You sometimes wonder why people came up with fairy tales and fables. They sound so unreal because they are meant to be not entertainment, but lessons for humans, disguised as fantastic stories. Because long ago it was determined that apparently facts easily slip through many people’s minds, but odd stories stick and get attention (Compare Lehrer Report viewers' discussions numbers vs. American Idol’s, for instance). And right now I’m seeing an unfortunate cautionary tale coming true for the vast majority of Americans.
(I’m not going to recount the story of the frog and the scorpion because frankly if you don’t know it you are uneducated. I refuse to be part of this huge American media trend of explaining over and over again the simplest things and well-known -- or what should be well-known -- information, instead of covering new ground. That is what so much of our “media” is, from news shows to magazines to entertainment to political talk shows. Pretty pathetic. Chalk up one for the scorpions)
The few times a week I pay attention to US news media instead of real world news is almost as depressing as coming here to DKos and skimming the first paragraphs of almost all blog entries with their despair, rage, hopeless loss, noting of yet another triumph for the forces of evil, legal and political battles lost to greedy entities, etc. The depressing media isn’t just the coverage of 20 little kids blown to pieces by a murdering fiend (though when advocates of gun control go to testify or protest at some hearing they should take and show the pictures, not of the smiling little kids taken at home, but the police and coroner photos taken of the actual state of the small bodies after the carnage, bloody and all, to shock and sicken the public. For God’s sake, people, this is all-out no-holds-barred war against the deathmongers – and you’re being polite to them? Another point for the scorpions) but bland recounting of reports, without emphasis or emotion, on the step-by-step disintegration of America’s standard of living. All nicely disguised as “news”.
This “budget crisis”, Congressional logjamming and its kowtowing to special interests, corporate propaganda, and the outright illegal violations of state constitutions and laws by extremist legislative bodies – this isn’t “news”, little stories parceled out to fill prime time newscast: it’s a catalog of our own destruction.

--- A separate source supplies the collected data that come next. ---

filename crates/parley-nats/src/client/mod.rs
//! NATS client connection management and configuration.

mod nats_client;
mod nats_config;

pub use nats_client::NatsClient;
pub use nats_config::NatsConfig;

For example: I saw tonight that Chicago is closing down dozens of public schools (mostly in poor or minority neighborhoods) because of “budget shortfalls”. As if this is just inevitable, as if this is the consequence of “our” high-powered, high-expense American lifestyle (Notice, however, this consequence doesn’t affect the rich and powerful – even when they lose billions, the government gives them more). Why isn’t the real story that taxing the rich and the corporations more would make that “shortfall” disappear? Why isn’t it a universal rejection of the bizarre theory that if WE (the people who still have – or think we have -- a decent chance at living well) want to keep what we have, then we must accept losing this or that part of the social fabric that made America a great country for ALL its citizens? That for our forward progress as individuals, we have to tear up the road that brought us here to build more road ahead of us? (again, does not apply to the rich and powerful) When did that because the accepted national consensus?
And the insidious presentation on news stories of other facts as just side details hurriedly, casually, tacked onto the end of the main story of “shared, necessary sacrifice”. In the Chicago school closing story, the last sentence of the report telling us that this won’t be that bad because Chicago will be authorizing a shitload of charter schools – and who’s going to pay for those? (maybe they’ll be tuition-free –NOT!) But the real crime about all this is in the numbers. Chicago expects to save $570 million over two years -- but to do that will cost Chicago over $223 million dollars this year to “reapportion the school system” and re-locate the students from the closed schools. Oh really? $223 million dollars for what – say, private contractors, consultants, legal firms, education-related corporate advisory teams, and other “outside” resources? What did you say? Spend that money on educating the kids? “SHUT UP, FROGS, AND LET US SCORPIONS SETTLE ON YOUR BACK.”
Insane nation, that’s the US. Most of the population, I’d have to say, since it enables and supports the insane people they choose to run the place. Authorize spending two trillion dollars we don’t have on a hopeless boondoggle of a war, and then make the military recoup it by cutting two trillion from its budget over the next 10 years? Nahhh… but shit! These damn schools have no way to pay for themselves so get rid of them! (and replace them with private-owned ones, FOR PROFIT)
Tax the rich? Are you serious? Then who would keep all our money? Certainly those running this country don’t think we frogs should have any. The fat rich scorpions are piling onto the frogs’ backs, and we just let them. How about a political answer (a "solution" which blithely disregards the fact it’s our political system that strengthens and enables this infamy)? Yeah, that’s it. Let’s vote in the same/ a new crop of self-serving bastards and that will solve our problems. After all it's because Chicago has a teabagger RW Republican mayor that this is hap--- oh wait, it's "Democrat" Rohm Emmanuel. Whew! Lucky for us, huh? “A vote for Scorpion is a vote for YOUR future!” Unfortunately in all the hype and excitement of loading up with scorpions us frogs always forget that once in the river, our future tends to be very bleak.